Qualunque sistema sociale, secondo Parsons, può essere analizzato secondo i prerequisiti funzionali da egli individuati.


Approcci individualistici

La sociologia individualistica assume come oggetto iniziale di studio l'agire degli individui le loro interazioni. Per coloro che seguono l'approccio individualistico i fenomeni sociali sono sempre il risultato di azioni e interazioni umane. Esistono tuttavia all'interno di questa stessa sociologia almeno due orientamenti fondamentali che partendo da identici presupposti proseguono però lungo percorsi diversi: il primo è rappresentato dall'interazionismo simbolico, il secondo dell'individualismo metodologico.

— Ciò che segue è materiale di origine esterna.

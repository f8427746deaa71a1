//! The transport seam and the async client that drives a call end to end.
//!
//! [`Transport`] moves an [`EncodedRequest`] over the wire and hands back
//! the raw status and body; [`Client`] owns everything else (ids, encoding,
//! classification, decoding and retries). [`HttpTransport`] is the
//! production implementation and `mock::MockTransport` the test double.

mod client;
mod http_adapter;
#[cfg(test)]
pub(crate) mod mock;

pub use client::{CallOptions, Client, RetryPolicy};
pub use http_adapter::{HttpTransport, HttpTransportConfig};

use std::sync::Arc;

use async_trait::async_trait;

use crate::classify::ResponseBody;
use crate::encode::EncodedRequest;
use crate::error::TransportError;

/// What came back over the wire, before classification.
#[derive(Debug, Clone, PartialEq)]
pub struct RawResponse {
    pub status: u16,
    pub body: ResponseBody,
}

/// Posts one encoded request and returns whatever the server answered.
///
/// Implementations return `Err` only when no HTTP response was received
/// (timeouts, refused connections). Non-200 statuses are data, not errors.
#[async_trait]
pub trait Transport: Send + Sync {
    async fn execute(&self, request: &EncodedRequest) -> Result<RawResponse, TransportError>;
}

#[async_trait]
impl<T: Transport + ?Sized> Transport for Arc<T> {
    async fn execute(&self, request: &EncodedRequest) -> Result<RawResponse, TransportError> {
        (**self).execute(request).await
    }
}
mod cli;

use std::time::Duration;

use bitcoin::Amount;
use clap::Parser;
use eyre::{bail, eyre, WrapErr};
use serde::Serialize;
use serde_json::{json, Map, Value};

use corewire_core::methods::{blockchain, mining, rawtransactions, util, wallet};
use corewire_core::{
    CallOptions, Client, CoreError, HttpTransport, HttpTransportConfig, RetryPolicy, Transport,
    TransportReason,
};

/// Methods accepted on the command line.
const METHODS: &[&str] = &[
    "getblockchaininfo",
    "getblockcount",
    "getblockhash",
    "getreceivedbyaddress",
    "walletpassphrase",
    "getbalance",
    "getnewaddress",
    "gettransaction",
    "importdescriptors",
    "fundrawtransaction",
    "signrawtransactionwithkey",
    "sendrawtransaction",
    "generatetoaddress",
    "estimatesmartfee",
    "validateaddress",
];

/// Methods that take `wallet_name`, so `--wallet` applies to them.
const WALLET_METHODS: &[&str] = &[
    "getreceivedbyaddress",
    "walletpassphrase",
    "getbalance",
    "getnewaddress",
    "gettransaction",
    "importdescriptors",
    "fundrawtransaction",
];

#[tokio::main]
async fn main() -> eyre::Result<()> {
    let args = cli::Cli::parse();

    tracing_subscriber::fmt()
        .with_env_filter(
            tracing_subscriber::EnvFilter::try_from_default_env()
                .unwrap_or_else(|_| tracing_subscriber::EnvFilter::new("info")),
        )
        .with_writer(std::io::stderr)
        .with_file(true)
        .with_line_number(true)
        .with_level(true)
        .init();

    let method = args.method.to_ascii_lowercase();
    if !METHODS.contains(&method.as_str()) {
        bail!(
            "unsupported method `{}`; supported: {}",
            args.method,
            METHODS.join(", ")
        );
    }

    let mut params = parse_params(&args.params).context("parse method params")?;
    apply_wallet(&method, &mut params, args.wallet.as_deref());

    let transport = HttpTransport::new(&HttpTransportConfig {
        url: args.rpc_url.clone(),
        user: args.rpc_user.clone(),
        pass: args.rpc_pass.clone(),
        cookie_file: args.rpc_cookie_file.clone(),
        requests_per_second: args.rpc_requests_per_second,
        ..HttpTransportConfig::new(&args.rpc_url)
    })
    .context("configure Bitcoin Core RPC transport")?;
    let client = Client::new(transport);

    let mut options = CallOptions::default().with_retry(RetryPolicy::attempts(
        args.attempts,
        Duration::from_millis(args.backoff_ms),
    ));
    options.id = args.id.clone();

    let output = dispatch(&client, &method, params, &options, &args.rpc_url).await?;

    tracing::debug!(method = %method, "rpc call complete");
    println!(
        "{}",
        serde_json::to_string_pretty(&output).context("render result as JSON")?
    );
    Ok(())
}

/// Turn `key=value` pairs, or a single JSON object, into named params.
fn parse_params(args: &[String]) -> eyre::Result<Map<String, Value>> {
    if let [single] = args {
        if single.trim_start().starts_with('{') {
            return match serde_json::from_str(single).context("params are not valid JSON")? {
                Value::Object(map) => Ok(map),
                _ => Err(eyre!("params JSON must be an object")),
            };
        }
    }

    let mut params = Map::new();
    for arg in args {
        let (key, raw) = arg
            .split_once('=')
            .ok_or_else(|| eyre!("expected `key=value`, got `{arg}`"))?;
        if key.is_empty() {
            bail!("empty parameter name in `{arg}`");
        }
        let value =
            serde_json::from_str(raw).unwrap_or_else(|_| Value::String(raw.to_owned()));
        params.insert(key.to_owned(), value);
    }
    Ok(params)
}

fn apply_wallet(method: &str, params: &mut Map<String, Value>, wallet: Option<&str>) {
    let Some(wallet) = wallet else {
        return;
    };
    if WALLET_METHODS.contains(&method) && !params.contains_key("wallet_name") {
        params.insert("wallet_name".to_owned(), json!(wallet));
    }
}

async fn dispatch<T: Transport>(
    client: &Client<T>,
    method: &str,
    params: Map<String, Value>,
    options: &CallOptions,
    rpc_url: &str,
) -> eyre::Result<Value> {
    let failed = |err| describe_failure(err, rpc_url);
    macro_rules! call {
        ($request:ty) => {
            client
                .call::<$request>(params, options)
                .await
                .map_err(failed)?
        };
    }

    let output = match method {
        "getblockchaininfo" => render(call!(blockchain::GetBlockchainInfo)),
        "getblockcount" => render(call!(blockchain::GetBlockCount)),
        "getblockhash" => render(call!(blockchain::GetBlockHash)),
        "getreceivedbyaddress" => btc(call!(wallet::GetReceivedByAddress)),
        "walletpassphrase" => render(call!(wallet::WalletPassphrase)),
        "getbalance" => btc(call!(wallet::GetBalance)),
        "getnewaddress" => render(call!(wallet::GetNewAddress)),
        "gettransaction" => render(call!(wallet::GetTransaction)),
        "importdescriptors" => render(call!(wallet::ImportDescriptors)),
        "fundrawtransaction" => render(call!(rawtransactions::FundRawTransaction)),
        "signrawtransactionwithkey" => render(call!(rawtransactions::SignRawTransactionWithKey)),
        "sendrawtransaction" => render(call!(rawtransactions::SendRawTransaction)),
        "generatetoaddress" => render(call!(mining::GenerateToAddress)),
        "estimatesmartfee" => render(call!(util::EstimateSmartFee)),
        "validateaddress" => render(call!(util::ValidateAddress)),
        other => bail!("unsupported method `{other}`"),
    };
    output.context("render result as JSON")
}

fn render<S: Serialize>(output: S) -> serde_json::Result<Value> {
    serde_json::to_value(output)
}

/// Amounts print in BTC, as `bitcoin-cli` does.
fn btc(amount: Amount) -> serde_json::Result<Value> {
    Ok(json!(amount.to_btc()))
}

fn describe_failure(err: CoreError, rpc_url: &str) -> eyre::Report {
    let hint = match &err {
        CoreError::Validation(_) => Some("params were rejected before anything was sent"),
        CoreError::Method(_) => None,
        CoreError::Transport(t) => match t.reason {
            TransportReason::Unauthorized | TransportReason::Forbidden => {
                Some("authentication failed; verify --rpc-user/--rpc-pass or --rpc-cookie-file")
            }
            TransportReason::NotFound => {
                Some("endpoint path is invalid; verify the RPC URL and wallet name")
            }
            TransportReason::ConnectionFailed | TransportReason::Timeout => Some(
                "node unreachable; verify the RPC URL, network access and that bitcoind is running",
            ),
            _ => None,
        },
    };

    let report = eyre::Report::new(err);
    match hint {
        Some(hint) => report.wrap_err(format!("rpc call to `{rpc_url}` failed ({hint})")),
        None => report.wrap_err(format!("rpc call to `{rpc_url}` failed")),
    }
}

#[cfg(test)]
fn method_name<R: corewire_core::RpcRequest>() -> &'static str {
    R::METHOD
}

Interazionismo simbolico. Tale teoria si sviluppa a partire dagli anni trenta negli Stati Uniti. Esso viene elaborato alll'interno della seconda scuola di Chicago che a sua volta risente dell'influenza della prima scuola di Chicago e soprattutto di George Herbert Mead, suo principale ispiratore.

Si tratta di una prospettiva sociologica che esamina le interazioni fra individui e gruppi di individui assumendo che il comportamento umano non nasca da una serie di risposte a stimoli ma dall'interpretazione dei significati simbolici attributi agli stimoli stessi. L'azione umana non viene quindi considerata come una risposta alle sollecitazioni del sistema ma come una realtà che nasce all'interno dell'interazione, cioè dalle azioni reciproche di più individui.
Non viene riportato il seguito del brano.